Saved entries
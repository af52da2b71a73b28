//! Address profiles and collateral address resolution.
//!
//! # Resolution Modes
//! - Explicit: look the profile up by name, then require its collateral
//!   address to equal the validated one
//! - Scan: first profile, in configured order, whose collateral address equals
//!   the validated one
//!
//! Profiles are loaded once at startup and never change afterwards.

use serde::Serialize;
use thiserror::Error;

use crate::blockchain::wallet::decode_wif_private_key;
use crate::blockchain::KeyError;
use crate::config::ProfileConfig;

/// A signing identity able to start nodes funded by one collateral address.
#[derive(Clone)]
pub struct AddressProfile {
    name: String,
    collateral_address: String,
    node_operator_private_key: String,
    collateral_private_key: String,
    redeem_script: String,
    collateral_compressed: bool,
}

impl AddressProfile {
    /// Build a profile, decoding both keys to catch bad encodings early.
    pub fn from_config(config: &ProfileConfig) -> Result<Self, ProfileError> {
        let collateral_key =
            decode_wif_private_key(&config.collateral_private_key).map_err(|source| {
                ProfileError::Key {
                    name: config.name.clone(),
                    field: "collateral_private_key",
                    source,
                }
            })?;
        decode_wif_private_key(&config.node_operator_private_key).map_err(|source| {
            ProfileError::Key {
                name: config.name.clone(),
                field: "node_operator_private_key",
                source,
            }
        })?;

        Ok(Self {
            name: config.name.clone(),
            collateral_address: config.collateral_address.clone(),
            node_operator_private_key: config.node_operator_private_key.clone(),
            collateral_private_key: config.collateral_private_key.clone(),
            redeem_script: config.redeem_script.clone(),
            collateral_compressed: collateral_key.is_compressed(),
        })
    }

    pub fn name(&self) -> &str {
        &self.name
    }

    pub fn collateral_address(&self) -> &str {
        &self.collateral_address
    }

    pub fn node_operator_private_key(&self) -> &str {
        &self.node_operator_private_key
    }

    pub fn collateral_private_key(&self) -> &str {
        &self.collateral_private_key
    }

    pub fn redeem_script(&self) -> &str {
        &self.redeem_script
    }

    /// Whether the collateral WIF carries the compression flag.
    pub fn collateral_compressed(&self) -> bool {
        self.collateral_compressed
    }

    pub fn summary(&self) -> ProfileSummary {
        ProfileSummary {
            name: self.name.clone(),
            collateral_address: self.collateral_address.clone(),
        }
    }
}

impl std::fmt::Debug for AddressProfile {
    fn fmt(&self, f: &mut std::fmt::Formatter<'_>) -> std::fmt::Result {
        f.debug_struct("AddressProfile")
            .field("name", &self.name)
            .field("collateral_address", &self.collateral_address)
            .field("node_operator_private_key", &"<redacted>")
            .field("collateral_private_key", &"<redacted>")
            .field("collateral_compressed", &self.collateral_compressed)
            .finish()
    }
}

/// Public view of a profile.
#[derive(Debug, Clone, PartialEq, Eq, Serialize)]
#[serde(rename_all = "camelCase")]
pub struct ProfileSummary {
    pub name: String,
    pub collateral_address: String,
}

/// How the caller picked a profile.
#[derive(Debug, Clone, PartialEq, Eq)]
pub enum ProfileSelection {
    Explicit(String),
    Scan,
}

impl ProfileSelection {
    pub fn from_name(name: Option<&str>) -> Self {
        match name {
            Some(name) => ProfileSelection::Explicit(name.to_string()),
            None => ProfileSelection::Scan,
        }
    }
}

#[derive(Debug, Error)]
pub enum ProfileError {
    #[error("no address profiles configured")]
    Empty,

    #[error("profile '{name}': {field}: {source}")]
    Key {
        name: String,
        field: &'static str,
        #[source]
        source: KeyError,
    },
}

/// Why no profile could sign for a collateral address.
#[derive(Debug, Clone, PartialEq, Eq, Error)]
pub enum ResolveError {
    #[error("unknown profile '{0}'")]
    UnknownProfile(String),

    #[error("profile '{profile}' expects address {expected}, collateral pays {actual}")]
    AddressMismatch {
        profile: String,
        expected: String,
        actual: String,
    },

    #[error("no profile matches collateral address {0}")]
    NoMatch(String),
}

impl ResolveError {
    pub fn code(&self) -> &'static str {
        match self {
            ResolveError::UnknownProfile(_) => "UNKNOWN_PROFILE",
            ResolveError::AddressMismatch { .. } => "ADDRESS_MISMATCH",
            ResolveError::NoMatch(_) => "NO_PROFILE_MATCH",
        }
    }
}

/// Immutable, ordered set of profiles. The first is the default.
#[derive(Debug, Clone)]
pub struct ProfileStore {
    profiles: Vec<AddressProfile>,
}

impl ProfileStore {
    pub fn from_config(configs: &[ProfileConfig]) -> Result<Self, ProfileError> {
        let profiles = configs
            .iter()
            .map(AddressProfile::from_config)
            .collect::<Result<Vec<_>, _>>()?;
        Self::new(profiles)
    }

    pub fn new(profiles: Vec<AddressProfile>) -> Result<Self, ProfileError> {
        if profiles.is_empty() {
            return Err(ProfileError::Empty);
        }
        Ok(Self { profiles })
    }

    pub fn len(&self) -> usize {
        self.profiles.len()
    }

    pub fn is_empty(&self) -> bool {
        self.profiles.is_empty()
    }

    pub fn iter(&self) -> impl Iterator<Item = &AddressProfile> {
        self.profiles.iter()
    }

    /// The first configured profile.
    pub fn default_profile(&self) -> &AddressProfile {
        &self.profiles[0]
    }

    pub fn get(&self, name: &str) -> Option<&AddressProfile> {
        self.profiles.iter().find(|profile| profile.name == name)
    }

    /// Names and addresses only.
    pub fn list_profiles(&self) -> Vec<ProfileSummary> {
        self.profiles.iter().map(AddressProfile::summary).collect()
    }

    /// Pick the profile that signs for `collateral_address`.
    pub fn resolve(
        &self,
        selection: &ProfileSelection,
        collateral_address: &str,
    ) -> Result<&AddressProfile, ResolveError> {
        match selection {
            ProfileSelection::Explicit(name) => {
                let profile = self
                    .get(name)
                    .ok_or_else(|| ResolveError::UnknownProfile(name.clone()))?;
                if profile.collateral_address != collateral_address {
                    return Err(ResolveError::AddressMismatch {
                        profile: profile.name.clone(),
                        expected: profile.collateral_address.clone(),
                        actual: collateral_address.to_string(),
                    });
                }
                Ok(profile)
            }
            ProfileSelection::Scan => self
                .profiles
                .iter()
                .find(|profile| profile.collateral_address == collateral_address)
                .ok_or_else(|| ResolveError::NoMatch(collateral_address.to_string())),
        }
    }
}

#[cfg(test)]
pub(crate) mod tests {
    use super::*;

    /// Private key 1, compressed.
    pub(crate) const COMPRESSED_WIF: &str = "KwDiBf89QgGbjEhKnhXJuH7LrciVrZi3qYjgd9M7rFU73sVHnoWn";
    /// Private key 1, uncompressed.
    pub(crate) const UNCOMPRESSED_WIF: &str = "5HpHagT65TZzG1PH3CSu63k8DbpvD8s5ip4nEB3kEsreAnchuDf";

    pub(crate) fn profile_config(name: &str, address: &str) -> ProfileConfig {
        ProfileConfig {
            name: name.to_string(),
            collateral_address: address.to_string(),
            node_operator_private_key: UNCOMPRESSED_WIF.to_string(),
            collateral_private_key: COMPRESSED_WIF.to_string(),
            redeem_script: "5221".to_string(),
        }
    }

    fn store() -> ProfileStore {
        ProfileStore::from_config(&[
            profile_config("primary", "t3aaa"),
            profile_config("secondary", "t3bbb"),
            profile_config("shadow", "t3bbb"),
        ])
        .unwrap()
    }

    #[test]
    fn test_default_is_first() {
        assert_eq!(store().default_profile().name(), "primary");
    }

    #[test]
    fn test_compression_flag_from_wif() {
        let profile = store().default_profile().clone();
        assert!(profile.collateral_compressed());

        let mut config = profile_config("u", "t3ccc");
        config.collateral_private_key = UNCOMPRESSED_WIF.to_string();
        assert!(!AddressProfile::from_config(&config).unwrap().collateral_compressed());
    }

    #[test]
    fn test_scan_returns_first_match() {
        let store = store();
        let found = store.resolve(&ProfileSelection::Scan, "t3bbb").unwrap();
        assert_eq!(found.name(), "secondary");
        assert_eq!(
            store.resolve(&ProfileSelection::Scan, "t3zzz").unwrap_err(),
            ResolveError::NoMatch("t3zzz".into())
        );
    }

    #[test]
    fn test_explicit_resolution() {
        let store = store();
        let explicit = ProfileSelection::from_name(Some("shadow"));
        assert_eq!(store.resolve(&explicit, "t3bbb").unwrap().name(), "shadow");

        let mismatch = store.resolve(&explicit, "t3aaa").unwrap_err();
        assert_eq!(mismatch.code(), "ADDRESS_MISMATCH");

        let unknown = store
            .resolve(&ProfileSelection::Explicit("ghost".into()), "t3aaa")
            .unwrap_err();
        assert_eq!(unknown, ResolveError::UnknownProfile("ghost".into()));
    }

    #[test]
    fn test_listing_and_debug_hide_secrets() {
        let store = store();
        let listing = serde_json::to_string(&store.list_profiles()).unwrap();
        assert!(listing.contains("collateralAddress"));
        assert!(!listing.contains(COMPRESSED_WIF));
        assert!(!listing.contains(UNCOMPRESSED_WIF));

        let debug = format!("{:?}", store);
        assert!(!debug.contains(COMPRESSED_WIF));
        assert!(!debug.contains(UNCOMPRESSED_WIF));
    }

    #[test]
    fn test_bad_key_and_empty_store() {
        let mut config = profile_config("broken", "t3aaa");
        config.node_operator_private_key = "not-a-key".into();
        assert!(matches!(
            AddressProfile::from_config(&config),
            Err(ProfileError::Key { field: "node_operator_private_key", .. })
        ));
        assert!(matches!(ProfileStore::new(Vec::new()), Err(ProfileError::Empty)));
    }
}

> **REQUIREMENT**
With the line that has "pub fn from_name(name: Option<&str>)" as the first and the line that has "is the default." as the last, repeat exactly that run of lines above and no more.

> **EXERCISE RESPONSE**
    pub fn from_name(name: Option<&str>) -> Self {
        match name {
            Some(name) => ProfileSelection::Explicit(name.to_string()),
            None => ProfileSelection::Scan,
        }
    }
}

#[derive(Debug, Error)]
pub enum ProfileError {
    #[error("no address profiles configured")]
    Empty,

    #[error("profile '{name}': {field}: {source}")]
    Key {
        name: String,
        field: &'static str,
        #[source]
        source: KeyError,
    },
}

/// Why no profile could sign for a collateral address.
#[derive(Debug, Clone, PartialEq, Eq, Error)]
pub enum ResolveError {
    #[error("unknown profile '{0}'")]
    UnknownProfile(String),

    #[error("profile '{profile}' expects address {expected}, collateral pays {actual}")]
    AddressMismatch {
        profile: String,
        expected: String,
        actual: String,
    },

    #[error("no profile matches collateral address {0}")]
    NoMatch(String),
}

impl ResolveError {
    pub fn code(&self) -> &'static str {
        match self {
            ResolveError::UnknownProfile(_) => "UNKNOWN_PROFILE",
            ResolveError::AddressMismatch { .. } => "ADDRESS_MISMATCH",
            ResolveError::NoMatch(_) => "NO_PROFILE_MATCH",
        }
    }
}

/// Immutable, ordered set of profiles. The first is the default.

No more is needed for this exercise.